▸ PROBLEM STATEMENT
Reproduce the entries shown below only from the line with "wire types into" down to the line with "if let Ok(naive)", keeping both end lines and copying each one exactly.

▸ INPUT RECORDS
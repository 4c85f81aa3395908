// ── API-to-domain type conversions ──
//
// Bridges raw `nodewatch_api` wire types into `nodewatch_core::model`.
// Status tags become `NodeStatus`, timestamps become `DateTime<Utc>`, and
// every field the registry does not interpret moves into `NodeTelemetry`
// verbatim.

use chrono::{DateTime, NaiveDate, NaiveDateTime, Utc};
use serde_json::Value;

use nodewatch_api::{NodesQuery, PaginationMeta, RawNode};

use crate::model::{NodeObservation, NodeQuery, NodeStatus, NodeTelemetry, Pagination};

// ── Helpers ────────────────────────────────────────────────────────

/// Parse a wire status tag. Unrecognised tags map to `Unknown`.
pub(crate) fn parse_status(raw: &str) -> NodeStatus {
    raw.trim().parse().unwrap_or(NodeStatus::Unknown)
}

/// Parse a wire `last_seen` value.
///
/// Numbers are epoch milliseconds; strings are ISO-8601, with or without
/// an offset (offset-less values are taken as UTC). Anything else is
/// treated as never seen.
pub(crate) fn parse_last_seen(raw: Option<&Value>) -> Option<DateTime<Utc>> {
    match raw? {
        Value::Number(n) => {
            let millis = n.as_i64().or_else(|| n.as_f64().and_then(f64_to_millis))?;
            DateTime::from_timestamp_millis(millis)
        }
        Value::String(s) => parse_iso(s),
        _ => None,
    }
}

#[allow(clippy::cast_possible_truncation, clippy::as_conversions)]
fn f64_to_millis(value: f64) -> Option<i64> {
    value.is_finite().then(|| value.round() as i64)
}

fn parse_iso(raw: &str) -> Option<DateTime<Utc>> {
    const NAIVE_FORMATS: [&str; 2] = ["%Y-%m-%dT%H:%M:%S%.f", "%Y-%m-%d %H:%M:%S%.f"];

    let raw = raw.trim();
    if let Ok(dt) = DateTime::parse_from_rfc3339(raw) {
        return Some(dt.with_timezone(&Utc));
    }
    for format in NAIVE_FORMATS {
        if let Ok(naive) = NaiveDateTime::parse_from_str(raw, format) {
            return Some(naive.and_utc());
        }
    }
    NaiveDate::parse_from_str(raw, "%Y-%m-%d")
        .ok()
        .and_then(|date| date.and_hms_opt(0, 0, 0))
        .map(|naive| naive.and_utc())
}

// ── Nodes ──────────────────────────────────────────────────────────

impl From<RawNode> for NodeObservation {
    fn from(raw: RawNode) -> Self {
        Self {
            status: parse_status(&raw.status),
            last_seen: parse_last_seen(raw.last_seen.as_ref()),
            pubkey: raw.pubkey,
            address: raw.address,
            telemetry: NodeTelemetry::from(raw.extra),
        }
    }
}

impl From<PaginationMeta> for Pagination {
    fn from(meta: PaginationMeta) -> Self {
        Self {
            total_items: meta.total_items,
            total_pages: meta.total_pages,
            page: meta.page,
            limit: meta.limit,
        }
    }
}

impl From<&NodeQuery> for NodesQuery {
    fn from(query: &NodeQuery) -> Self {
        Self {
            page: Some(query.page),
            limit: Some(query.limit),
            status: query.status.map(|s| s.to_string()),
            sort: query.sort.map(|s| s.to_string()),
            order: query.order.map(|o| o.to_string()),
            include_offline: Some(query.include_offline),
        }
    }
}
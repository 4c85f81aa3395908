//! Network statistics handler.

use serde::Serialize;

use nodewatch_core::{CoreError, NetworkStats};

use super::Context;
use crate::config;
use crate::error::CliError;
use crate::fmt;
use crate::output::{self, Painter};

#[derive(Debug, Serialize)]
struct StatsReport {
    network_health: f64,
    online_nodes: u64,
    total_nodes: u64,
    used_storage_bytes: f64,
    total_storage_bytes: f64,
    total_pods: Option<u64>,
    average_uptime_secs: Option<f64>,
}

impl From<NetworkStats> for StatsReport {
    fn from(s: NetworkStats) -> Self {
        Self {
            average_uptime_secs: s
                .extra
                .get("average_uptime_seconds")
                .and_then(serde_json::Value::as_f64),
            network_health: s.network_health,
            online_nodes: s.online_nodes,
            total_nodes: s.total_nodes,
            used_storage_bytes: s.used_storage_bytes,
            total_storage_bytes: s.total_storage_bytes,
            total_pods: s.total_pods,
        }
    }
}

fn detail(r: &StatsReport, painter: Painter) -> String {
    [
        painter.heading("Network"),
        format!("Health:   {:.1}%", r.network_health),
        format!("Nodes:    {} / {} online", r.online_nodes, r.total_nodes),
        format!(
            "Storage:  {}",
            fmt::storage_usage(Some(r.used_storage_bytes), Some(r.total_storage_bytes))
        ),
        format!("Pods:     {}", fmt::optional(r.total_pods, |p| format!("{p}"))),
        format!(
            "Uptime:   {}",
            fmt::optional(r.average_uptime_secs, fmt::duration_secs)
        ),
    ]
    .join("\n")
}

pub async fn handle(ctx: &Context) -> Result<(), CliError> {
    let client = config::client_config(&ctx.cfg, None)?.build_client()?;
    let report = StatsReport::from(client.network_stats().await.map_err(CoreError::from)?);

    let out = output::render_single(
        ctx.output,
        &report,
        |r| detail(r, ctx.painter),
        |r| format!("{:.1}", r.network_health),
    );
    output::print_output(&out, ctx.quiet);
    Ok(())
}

▸ REPLY TO THE TASK
// Bridges raw `nodewatch_api` wire types into `nodewatch_core::model`.
// Status tags become `NodeStatus`, timestamps become `DateTime<Utc>`, and
// every field the registry does not interpret moves into `NodeTelemetry`
// verbatim.

use chrono::{DateTime, NaiveDate, NaiveDateTime, Utc};
use serde_json::Value;

use nodewatch_api::{NodesQuery, PaginationMeta, RawNode};

use crate::model::{NodeObservation, NodeQuery, NodeStatus, NodeTelemetry, Pagination};

// ── Helpers ────────────────────────────────────────────────────────

/// Parse a wire status tag. Unrecognised tags map to `Unknown`.
pub(crate) fn parse_status(raw: &str) -> NodeStatus {
    raw.trim().parse().unwrap_or(NodeStatus::Unknown)
}

/// Parse a wire `last_seen` value.
///
/// Numbers are epoch milliseconds; strings are ISO-8601, with or without
/// an offset (offset-less values are taken as UTC). Anything else is
/// treated as never seen.
pub(crate) fn parse_last_seen(raw: Option<&Value>) -> Option<DateTime<Utc>> {
    match raw? {
        Value::Number(n) => {
            let millis = n.as_i64().or_else(|| n.as_f64().and_then(f64_to_millis))?;
            DateTime::from_timestamp_millis(millis)
        }
        Value::String(s) => parse_iso(s),
        _ => None,
    }
}

#[allow(clippy::cast_possible_truncation, clippy::as_conversions)]
fn f64_to_millis(value: f64) -> Option<i64> {
    value.is_finite().then(|| value.round() as i64)
}

fn parse_iso(raw: &str) -> Option<DateTime<Utc>> {
    const NAIVE_FORMATS: [&str; 2] = ["%Y-%m-%dT%H:%M:%S%.f", "%Y-%m-%d %H:%M:%S%.f"];

    let raw = raw.trim();
    if let Ok(dt) = DateTime::parse_from_rfc3339(raw) {
        return Some(dt.with_timezone(&Utc));
    }
    for format in NAIVE_FORMATS {
        if let Ok(naive) = NaiveDateTime::parse_from_str(raw, format) {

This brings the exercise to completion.